Population peaks, random walks and Catalan numbers

Is humanity at peak population? In other words, is the total number of humans in the world currently the highest it’s ever been?

It seems like a simple question. And the answer seems obvious too: yes.

The last significant reduction in the human population occurred during the Black Death in the 1350s. Since then, it has been rising without interruption. It’s risen especially quickly in the last century, from about 2.5 billion in 1950, to 8 billion by 2022. And although the growth rate is now slowing, the population is still rising: it’s estimated at about 8.1-8.2 billion as of February 2025. The UN projects that it will continue to rise until it reaches over 10 billion in the late 21st century, at which point it will start to decline. But clearly, given that we’re still on the upward slope, the population right now is bigger than it’s ever been.

That’s certainly true on a large scale. If we were to take a look at the current population estimate every day this year, the number would always be higher than the previous day. But it’s not so simple on the small scale.

Imagine that we could know, precisely, every time a person was born or died anywhere in the world. In other words, imagine that the Worldometer tally wasn’t an estimate, but a realtime monitor with perfect accuracy. At any given moment, would that tally be at its all-time peak? Well, every time someone dies and the tally decreases by one, the population is not at its peak: it’s one below the previous value. During the brief interval before another birth occurs, the human population is not at its all-time peak. If the next event is another death, it’ll be at least two more events before the population is at peak again. So, considering the population at unit precision, even though births happen more frequently than deaths and the population is rising overall, for a significant proportion of the time it’s not true to say that the population is currently the highest it’s ever been.

What proportion is this? A friend recently put it to me that it was possible for the population to be below peak for more than half the time and yet for it still to be rising overall. At first I considered that this was absurd, but the more I thought about the idea, the more it seemed possible. In fact, it seemed to be an interesting paradox, of the “logically possible but counterintuitive result” type, which I can’t find any reference to elsewhere.
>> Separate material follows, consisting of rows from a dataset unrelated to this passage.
//! Upstream proxy configuration: environment reading, merging and resolution

use crate::error::Result;
use crate::models::ParsedProxyEndpoint;
use crate::utils::url::{no_proxy_matches, parse_proxy_url};
use serde::{Deserialize, Serialize};
use tracing::debug;

pub const HTTP_PROXY_VAR: &str = "HTTP_PROXY";
pub const HTTPS_PROXY_VAR: &str = "HTTPS_PROXY";
pub const NO_PROXY_VAR: &str = "NO_PROXY";

/// Unparsed upstream proxy settings.
///
/// A field is present when it is `Some`, even if the string is empty. The
/// same shape is used for caller input, environment input and the merge of
/// the two.
#[derive(Debug, Clone, Default, PartialEq, Eq, Serialize, Deserialize)]
pub struct RawProxyConfig {
    #[serde(default, skip_serializing_if = "Option::is_none")]
    pub http: Option<String>,

    #[serde(default, skip_serializing_if = "Option::is_none")]
    pub https: Option<String>,

    /// Comma-separated host patterns that bypass the upstream proxy
    #[serde(default, skip_serializing_if = "Option::is_none")]
    pub no_proxy: Option<String>,
}

impl RawProxyConfig {
    pub fn is_empty(&self) -> bool {
        self.http.is_none() && self.https.is_none() && self.no_proxy.is_none()
    }
}

/// Supplies environment-derived proxy settings at resolution time
pub trait ProxySource {
    fn read(&self) -> RawProxyConfig;
}

impl<F> ProxySource for F
where
    F: Fn() -> RawProxyConfig,
{
    fn read(&self) -> RawProxyConfig {
        self()
    }
}

/// Reads `HTTP_PROXY`, `HTTPS_PROXY` and `NO_PROXY` from the process environment.
///
/// Variables are read on every call, so values set after process start but
/// before resolution are honoured. Unset or empty variables are absent.
#[derive(Debug, Clone, Copy, Default)]
pub struct EnvironmentProxyReader;

impl ProxySource for EnvironmentProxyReader {
    fn read(&self) -> RawProxyConfig {
        RawProxyConfig {
            http: non_empty_var(HTTP_PROXY_VAR),
            https: non_empty_var(HTTPS_PROXY_VAR),
            no_proxy: non_empty_var(NO_PROXY_VAR),
        }
    }
}

fn non_empty_var(name: &str) -> Option<String> {
    std::env::var(name).ok().filter(|value| !value.is_empty())
}

/// Overlay explicit settings on environment settings.
///
/// Every field present in `explicit` wins, including an explicit empty
/// string. Only fields absent from `explicit` fall back to `environment`.
pub fn merge(explicit: &RawProxyConfig, environment: RawProxyConfig) -> RawProxyConfig {
    RawProxyConfig {
        http: explicit.http.clone().or(environment.http),
        https: explicit.https.clone().or(environment.https),
        no_proxy: explicit.no_proxy.clone().or(environment.no_proxy),
    }
}

/// Final upstream proxy configuration held by a server instance
#[derive(Debug, Clone, Default, PartialEq, Eq)]
pub struct ResolvedProxyConfig {
    pub http: Option<ParsedProxyEndpoint>,
    pub https: Option<ParsedProxyEndpoint>,
    pub no_proxy: Option<String>,
}

impl ResolvedProxyConfig {
    /// Upstream endpoint for traffic with the given target scheme
    pub fn endpoint_for(&self, scheme: &str) -> Option<&ParsedProxyEndpoint> {
        match scheme {
            "http" => self.http.as_ref(),
            "https" => self.https.as_ref(),
            _ => None,
        }
    }

    /// Whether `host` is excluded from upstream proxying by `no_proxy`
    pub fn bypasses(&self, host: &str) -> bool {
        self.no_proxy
            .as_deref()
            .map(|no_proxy| no_proxy_matches(no_proxy, host))
            .unwrap_or(false)
    }

    pub fn is_empty(&self) -> bool {
        self.http.is_none() && self.https.is_none() && self.no_proxy.is_none()
    }
}

/// Produces a [`ResolvedProxyConfig`] from explicit settings and a [`ProxySource`]
pub struct ProxyConfigResolver {
    source: Box<dyn ProxySource + Send + Sync>,
}

impl ProxyConfigResolver {
    pub fn new<S>(source: S) -> Self
    where
        S: ProxySource + Send + Sync + 'static,
    {
        Self {
            source: Box::new(source),
        }
    }

    /// Read the source, merge `explicit` over it and parse the proxy URLs.
    ///
    /// Empty values are treated as not configured.
    pub fn resolve(&self, explicit: &RawProxyConfig) -> Result<ResolvedProxyConfig> {
        let merged = merge(explicit, self.source.read());

        let resolved = ResolvedProxyConfig {
            http: parse_configured(merged.http.as_deref())?,
            https: parse_configured(merged.https.as_deref())?,
            no_proxy: merged.no_proxy.filter(|value| !value.is_empty()),
        };

        for (kind, endpoint) in [("http", &resolved.http), ("https", &resolved.https)] {
            match endpoint {
                Some(endpoint) => debug!("Upstream {} proxy: {}", kind, endpoint),
                None => debug!("No upstream {} proxy configured", kind),
            }
        }
        if let Some(no_proxy) = &resolved.no_proxy {
            debug!("Upstream proxy bypass list: {}", no_proxy);
        }

        Ok(resolved)
    }
}

impl Default for ProxyConfigResolver {
    fn default() -> Self {
        Self::new(EnvironmentProxyReader)
    }
}

fn parse_configured(value: Option<&str>) -> Result<Option<ParsedProxyEndpoint>> {
    match value {
        Some(url) if !url.is_empty() => parse_proxy_url(url).map(Some),
        _ => Ok(None),
    }
}

#[cfg(test)]
mod tests {
    use super::*;
    use crate::error::Error;
    use serial_test::serial;

    fn raw(http: Option<&str>, https: Option<&str>, no_proxy: Option<&str>) -> RawProxyConfig {
        RawProxyConfig {
            http: http.map(str::to_string),
            https: https.map(str::to_string),
            no_proxy: no_proxy.map(str::to_string),
        }
    }

    fn resolver_with(environment: RawProxyConfig) -> ProxyConfigResolver {
        ProxyConfigResolver::new(move || environment.clone())
    }

    #[test]
    fn test_explicit_wins_over_environment() {
        let explicit = raw(Some("http://explicit:1"), None, None);
        let environment = raw(Some("http://env:2"), Some("http://env:3"), Some("localhost"));

        let merged = merge(&explicit, environment);
        assert_eq!(merged.http.as_deref(), Some("http://explicit:1"));
        assert_eq!(merged.https.as_deref(), Some("http://env:3"));
        assert_eq!(merged.no_proxy.as_deref(), Some("localhost"));
    }

    #[test]
    fn test_explicit_empty_value_overrides_environment() {
        let explicit = raw(Some(""), None, Some(""));
        let environment = raw(Some("http://env:2"), None, Some("localhost"));

        let merged = merge(&explicit, environment.clone());
        assert_eq!(merged.http.as_deref(), Some(""));
        assert_eq!(merged.no_proxy.as_deref(), Some(""));

        let resolved = resolver_with(environment).resolve(&explicit).unwrap();
        assert_eq!(resolved.http, None);
        assert_eq!(resolved.no_proxy, None);
    }

    #[test]
    fn test_absent_everywhere_stays_absent() {
        let merged = merge(&RawProxyConfig::default(), RawProxyConfig::default());
        assert!(merged.is_empty());

        let resolved = resolver_with(RawProxyConfig::default())
            .resolve(&RawProxyConfig::default())
            .unwrap();
        assert!(resolved.is_empty());
    }

    #[test]
    fn test_resolve_mixes_explicit_and_environment() {
        let explicit = raw(Some("http://user:pw@proxy.local:8080"), None, None);
        let resolver = resolver_with(raw(None, Some("https://secure.local:9090"), None));

        let resolved = resolver.resolve(&explicit).unwrap();
        assert_eq!(
            resolved.http,
            Some(ParsedProxyEndpoint {
                scheme: "http".to_string(),
                username: Some("user".to_string()),
                password: Some("pw".to_string()),
                hostport: "proxy.local:8080".to_string(),
            })
        );
        assert_eq!(
            resolved.https,
            Some(ParsedProxyEndpoint {
                scheme: "https".to_string(),
                username: None,
                password: None,
                hostport: "secure.local:9090".to_string(),
            })
        );
        assert_eq!(resolved.no_proxy, None);
    }

    #[test]
    fn test_resolve_does_not_mutate_explicit() {
        let explicit = raw(Some("proxy.local:3128"), None, Some("localhost"));
        let before = explicit.clone();

        let resolved = resolver_with(RawProxyConfig::default()).resolve(&explicit).unwrap();
        assert_eq!(explicit, before);
        assert_eq!(resolved.http.unwrap().scheme, "");
        assert_eq!(resolved.no_proxy.as_deref(), Some("localhost"));
    }

    #[test]
    fn test_resolve_rejects_malformed_environment_value() {
        let resolver = resolver_with(raw(None, Some("https:/secure.local"), None));
        let result = resolver.resolve(&RawProxyConfig::default());
        assert!(matches!(result, Err(Error::Config(_))));
    }

    #[test]
    fn test_endpoint_selection_and_bypass() {
        let resolved = resolver_with(RawProxyConfig::default())
            .resolve(&raw(Some("http://p:1"), None, Some(".example.com")))
            .unwrap();
        assert!(resolved.endpoint_for("http").is_some());
        assert!(resolved.endpoint_for("https").is_none());
        assert!(resolved.endpoint_for("ftp").is_none());
        assert!(resolved.bypasses("api.example.com"));
        assert!(!resolved.bypasses("example.org"));
    }

    #[test]
    #[serial]
    fn test_environment_reader_reads_at_call_time() {
        std::env::remove_var(HTTP_PROXY_VAR);
        std::env::remove_var(HTTPS_PROXY_VAR);
        std::env::remove_var(NO_PROXY_VAR);
        assert!(EnvironmentProxyReader.read().is_empty());

        std::env::set_var(HTTP_PROXY_VAR, "http://late.local:8080");
        std::env::set_var(HTTPS_PROXY_VAR, "");
        std::env::set_var(NO_PROXY_VAR, "localhost");
        let config = EnvironmentProxyReader.read();
        assert_eq!(config.http.as_deref(), Some("http://late.local:8080"));
        assert_eq!(config.https, None);
        assert_eq!(config.no_proxy.as_deref(), Some("localhost"));

        std::env::remove_var(HTTP_PROXY_VAR);
        std::env::remove_var(HTTPS_PROXY_VAR);
        std::env::remove_var(NO_PROXY_VAR);
    }
}
//! Traffic modifier: rewrites requests in flight

use crate::error::{Error, Result};
use crate::models::OutboundRequest;
use regex::Regex;
use std::collections::HashMap;
use std::sync::{Arc, PoisonError, RwLock};
use tracing::debug;
use url::Url;

/// Creates one traffic modifier per server instance
pub trait ModifierFactory: Send + Sync {
    fn create(&self) -> Result<Arc<RequestModifier>>;
}

impl<F> ModifierFactory for F
where
    F: Fn() -> Result<Arc<RequestModifier>> + Send + Sync,
{
    fn create(&self) -> Result<Arc<RequestModifier>> {
        self()
    }
}

#[derive(Debug, Clone, Copy, Default)]
pub struct DefaultModifierFactory;

impl ModifierFactory for DefaultModifierFactory {
    fn create(&self) -> Result<Arc<RequestModifier>> {
        Ok(Arc::new(RequestModifier::new()))
    }
}

/// Header overrides and URL rewrite rules applied to every outbound request.
///
/// Rules can be changed at any time while connection tasks read them.
#[derive(Debug, Default)]
pub struct RequestModifier {
    // `None` removes the header
    headers: RwLock<HashMap<String, Option<String>>>,
    rewrite_rules: RwLock<Vec<(Regex, String)>>,
}

impl RequestModifier {
    pub fn new() -> Self {
        Self::default()
    }

    /// Replace the header overrides; names are matched case-insensitively
    pub fn set_headers(&self, headers: HashMap<String, Option<String>>) {
        let headers = headers
            .into_iter()
            .map(|(name, value)| (name.to_lowercase(), value))
            .collect();
        *self.headers.write().unwrap_or_else(PoisonError::into_inner) = headers;
    }

    pub fn headers(&self) -> HashMap<String, Option<String>> {
        self.headers.read().unwrap_or_else(PoisonError::into_inner).clone()
    }

    pub fn clear_headers(&self) {
        self.headers.write().unwrap_or_else(PoisonError::into_inner).clear();
    }

    /// Replace the URL rewrite rules with `(pattern, replacement)` pairs.
    ///
    /// Replacements may refer to capture groups (`$1`). On an invalid pattern
    /// the existing rules are kept.
    pub fn set_rewrite_rules(&self, rules: Vec<(String, String)>) -> Result<()> {
        let compiled = rules
            .into_iter()
            .map(|(pattern, replacement)| {
                Regex::new(&pattern)
                    .map(|regex| (regex, replacement))
                    .map_err(|e| Error::Config(format!("invalid rewrite pattern '{}': {}", pattern, e)))
            })
            .collect::<Result<Vec<_>>>()?;
        *self.rewrite_rules.write().unwrap_or_else(PoisonError::into_inner) = compiled;
        Ok(())
    }

    pub fn rewrite_rules(&self) -> Vec<(String, String)> {
        self.rewrite_rules
            .read()
            .unwrap_or_else(PoisonError::into_inner)
            .iter()
            .map(|(regex, replacement)| (regex.as_str().to_string(), replacement.clone()))
            .collect()
    }

    pub fn clear_rewrite_rules(&self) {
        self.rewrite_rules.write().unwrap_or_else(PoisonError::into_inner).clear();
    }

    /// Apply rewrite rules in order, then header overrides.
    ///
    /// When a rewrite moves the request to another host, the `host` header
    /// follows it.
    pub fn modify_request(&self, request: &mut OutboundRequest) {
        let original_url = request.url.clone();
        {
            let rules = self.rewrite_rules.read().unwrap_or_else(PoisonError::into_inner);
            for (pattern, replacement) in rules.iter() {
                if pattern.is_match(&request.url) {
                    request.url = pattern.replace(&request.url, replacement.as_str()).into_owned();
                }
            }
        }

        if request.url != original_url {
            debug!("Rewrote {} -> {}", original_url, request.url);
            if let (Some(old), Some(new)) = (authority_of(&original_url), authority_of(&request.url)) {
                if old != new && request.headers.contains_key("host") {
                    request.headers.insert("host".to_string(), vec![new]);
                }
            }
        }

        let overrides = self.headers.read().unwrap_or_else(PoisonError::into_inner);
        for (name, value) in overrides.iter() {
            match value {
                Some(value) => {
                    request.headers.insert(name.clone(), vec![value.clone()]);
                }
                None => {
                    request.headers.remove(name);
                }
            }
        }
    }
}

fn authority_of(url: &str) -> Option<String> {
    let url = Url::parse(url).ok()?;
    let host = url.host_str()?;
    Some(match url.port() {
        Some(port) => format!("{}:{}", host, port),
        None => host.to_string(),
    })
}

#[cfg(test)]
mod tests {
    use super::*;
    use bytes::Bytes;

    fn request(url: &str) -> OutboundRequest {
        OutboundRequest {
            method: "GET".to_string(),
            url: url.to_string(),
            headers: HashMap::from([
                ("host".to_string(), vec!["prod.example.com".to_string()]),
                ("user-agent".to_string(), vec!["test".to_string()]),
                ("accept".to_string(), vec!["text/html".to_string(), "*/*".to_string()]),
            ]),
            body: Bytes::new(),
        }
    }

    #[test]
    fn test_header_overrides() {
        let modifier = RequestModifier::new();
        modifier.set_headers(HashMap::from([
            ("User-Agent".to_string(), None),
            ("X-Test".to_string(), Some("1".to_string())),
        ]));

        let mut req = request("http://prod.example.com/");
        modifier.modify_request(&mut req);
        assert!(!req.headers.contains_key("user-agent"));
        assert_eq!(req.headers["x-test"], vec!["1".to_string()]);
        assert_eq!(req.headers["accept"].len(), 2);
    }

    #[test]
    fn test_rewrite_updates_host_header() {
        let modifier = RequestModifier::new();
        modifier
            .set_rewrite_rules(vec![(
                r"https?://prod\.example\.com(.*)".to_string(),
                "http://staging.example.com:8080$1".to_string(),
            )])
            .unwrap();

        let mut req = request("http://prod.example.com/api?x=1");
        modifier.modify_request(&mut req);
        assert_eq!(req.url, "http://staging.example.com:8080/api?x=1");
        assert_eq!(req.headers["host"], vec!["staging.example.com:8080".to_string()]);
    }

    #[test]
    fn test_invalid_rule_keeps_existing_rules() {
        let modifier = RequestModifier::new();
        modifier
            .set_rewrite_rules(vec![("a".to_string(), "b".to_string())])
            .unwrap();

        let result = modifier.set_rewrite_rules(vec![("(".to_string(), "x".to_string())]);
        assert!(matches!(result, Err(Error::Config(_))));
        assert_eq!(modifier.rewrite_rules(), vec![("a".to_string(), "b".to_string())]);

        modifier.clear_rewrite_rules();
        assert!(modifier.rewrite_rules().is_empty());
    }

    #[test]
    fn test_untouched_request() {
        let modifier = DefaultModifierFactory.create().unwrap();
        let mut req = request("http://prod.example.com/");
        modifier.modify_request(&mut req);
        assert_eq!(req.url, "http://prod.example.com/");
        assert_eq!(req.headers.len(), 3);
    }
}
//! Hyper-based listener

use async_trait::async_trait;
use hyper::server::conn::AddrStream;
use hyper::service::{make_service_fn, service_fn};
use hyper::Server;
use std::convert::Infallible;
use std::net::SocketAddr;
use std::sync::Arc;
use tokio::sync::oneshot;
use tokio::task::JoinHandle;
use tracing::{debug, error, info};

use crate::error::{Error, Result};
use crate::proxy::core::{ConnectionContext, ConnectionHandler, Listener, ListenerFactory};

/// Binds a hyper server and serves it on a tokio task
#[derive(Debug, Clone, Copy, Default)]
pub struct HyperListenerFactory;

pub struct HyperListener {
    local_addr: SocketAddr,
    shutdown_tx: Option<oneshot::Sender<()>>,
    task: Option<JoinHandle<std::result::Result<(), hyper::Error>>>,
}

#[async_trait]
impl ListenerFactory for HyperListenerFactory {
    async fn bind(
        &self,
        addr: SocketAddr,
        handler: Arc<dyn ConnectionHandler>,
        context: Arc<ConnectionContext>,
    ) -> Result<Box<dyn Listener>> {
        let make_svc = make_service_fn(move |conn: &AddrStream| {
            let remote_addr = conn.remote_addr();
            let handler = Arc::clone(&handler);
            let context = Arc::clone(&context);
            debug!("New connection from: {}", remote_addr);

            async move {
                Ok::<_, Infallible>(service_fn(move |req| {
                    let handler = Arc::clone(&handler);
                    let context = Arc::clone(&context);
                    async move { Ok::<_, Infallible>(handler.handle(req, remote_addr, context).await) }
                }))
            }
        });

        let server = Server::try_bind(&addr)
            .map_err(|e| Error::Listener(format!("failed to bind {}: {}", addr, e)))?
            .serve(make_svc);
        let local_addr = server.local_addr();

        let (shutdown_tx, shutdown_rx) = oneshot::channel::<()>();
        let graceful = server.with_graceful_shutdown(async {
            // A dropped sender also stops the server
            let _ = shutdown_rx.await;
        });

        let task = tokio::spawn(async move {
            let result = graceful.await;
            if let Err(e) = &result {
                error!("Server error: {}", e);
            }
            result
        });

        info!("Listening on {}", local_addr);
        Ok(Box::new(HyperListener {
            local_addr,
            shutdown_tx: Some(shutdown_tx),
            task: Some(task),
        }))
    }
}

#[async_trait]
impl Listener for HyperListener {
    fn local_addr(&self) -> SocketAddr {
        self.local_addr
    }

    async fn shutdown(&mut self) -> Result<()> {
        if let Some(tx) = self.shutdown_tx.take() {
            // The server task may already have exited on its own
            let _ = tx.send(());
        }

        if let Some(task) = self.task.take() {
            debug!("Waiting for in-flight connections on {} to drain", self.local_addr);
            task.await
                .map_err(|e| Error::Shutdown(format!("listener task failed: {}", e)))?
                .map_err(|e| Error::Shutdown(format!("listener stopped with error: {}", e)))?;
        }

        info!("Listener on {} stopped", self.local_addr);
        Ok(())
    }
}

#[cfg(test)]
mod tests {
    use super::*;
    use crate::config::upstream::ResolvedProxyConfig;
    use crate::modifier::RequestModifier;
    use crate::proxy::scope::ScopeFilters;
    use crate::storage::MemoryStorage;
    use hyper::{Body, Request, Response};

    struct Echo;

    #[async_trait]
    impl ConnectionHandler for Echo {
        async fn handle(
            &self,
            request: Request<Body>,
            _remote_addr: SocketAddr,
            _context: Arc<ConnectionContext>,
        ) -> Response<Body> {
            Response::new(Body::from(request.uri().path().to_string()))
        }
    }

    fn context() -> Arc<ConnectionContext> {
        Arc::new(ConnectionContext {
            storage: Arc::new(MemoryStorage::new()),
            modifier: Arc::new(RequestModifier::new()),
            proxy_config: Arc::new(ResolvedProxyConfig::default()),
            scopes: ScopeFilters::new(),
            options: Arc::default(),
        })
    }

    #[tokio::test]
    async fn test_bind_serve_and_shutdown() {
        let mut listener = HyperListenerFactory
            .bind("127.0.0.1:0".parse().unwrap(), Arc::new(Echo), context())
            .await
            .unwrap();
        let addr = listener.local_addr();
        assert_ne!(addr.port(), 0);

        let client = hyper::Client::new();
        let uri: hyper::Uri = format!("http://{}/ping", addr).parse().unwrap();
        let response = client.get(uri).await.unwrap();
        let body = hyper::body::to_bytes(response.into_body()).await.unwrap();
        assert_eq!(&body[..], b"/ping");
        drop(client);

        listener.shutdown().await.unwrap();
        assert!(tokio::net::TcpStream::connect(addr).await.is_err());
    }

    #[tokio::test]
    async fn test_bind_conflict_is_listener_error() {
        let mut first = HyperListenerFactory
            .bind("127.0.0.1:0".parse().unwrap(), Arc::new(Echo), context())
            .await
            .unwrap();

        let result = HyperListenerFactory
            .bind(first.local_addr(), Arc::new(Echo), context())
            .await;
        assert!(matches!(result, Err(Error::Listener(_))));

        first.shutdown().await.unwrap();
    }
}
//! Server settings and upstream proxy configuration

pub mod settings;
pub mod upstream;

pub use settings::{Options, ServerSettings, StorageBackend, StorageSettings};
pub use upstream::{
    merge, EnvironmentProxyReader, ProxyConfigResolver, ProxySource, RawProxyConfig,
    ResolvedProxyConfig,
};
To explain how this is possible, I’ll first try to demonstrate the counterintuitive result with a couple of examples. I’ll then attempt to derive a mathematical formula and calculate some values.

Demonstration with examples

Consider a case where the birth and death rates are equal. Every change to the population has an equal chance of being a birth or a death. In this scenario, the population isn’t rising overall: it stays the same.

What proportion of the time is the population at its peak value in this scenario? Well, every interval immediately after a death is an interval when it’s not. And this is 50% of all intervals.

However, not every interval immediately after a birth is necessarily at peak. If the previous three events were death-death-birth, then the population is not at peak, since it’s one below where it was before those three events.

There are only three other possible sequences of three events ending in a birth: birth-birth-birth, birth-death-birth and death-birth-death. Since the probability of these options are all equal, then death-death-birth accounts for 25% of the intervals ending with a birth.

Adding these together, we know the population must be below its peak value for at least 50% of the time (following every death) plus 25% of the other 50% (following every death-death-birth), so 50% + 12.5% = at least 62.5% of the time.

It’s also below peak for some non-zero proportion of the other intervals. This is because none of the other three sequences guarantees peak population at the end of it, either. If any of them were to come immediately after a sequence of four deaths, for example, then they would not be enough to return the population to its value before those deaths.

Therefore, when the population is steady, peak population occurs for some proportion of time which we have not fully calculated, but which we know is somewhat less than 37.5%.

This is significantly below 50%. It’s easy to imagine that one could change the scenario so that the birth rate, instead of being equal to the death rate, is slightly higher but only by a very tiny proportion. This would be enough to give us a situation where the population would be rising overall. But the difference from the previous scenario would be so small that the proportion of time spent at peak population would still be around 37.5%, and therefore significantly less than 50%.

In fact, let’s do that explicitly. Suppose births outweigh deaths by a ratio of 11 to 9. This means the chance of a population event being a birth is 55%, while the chance of it being a death is 45%. The probabilities of the four possible three-event sequences are now a little more complicated, but it works out that the probability of the last three events being death-death-birth is just over 11%. Add these together, and we know that at least 56% of the time, i.e. the majority of the time, the population is below its peak value even though it is rising overall.

Derivation of a formula

The situation we have been considering is something mathematicians call a random walk. In fact, it is the simplest case of a random walk: a single variable (let’s call it x) randomly incrementing by ‘+1’ or ‘-1’. If we specify that the probability of ‘+1’ is r, the probability of ‘-1’ will therefore be (1-r). What we want to know is, for a random walk of ‘+1’s and ‘-1’s, with r as the probability of a ‘+1’, what proportion of events results in the value x reaching its maximum so far?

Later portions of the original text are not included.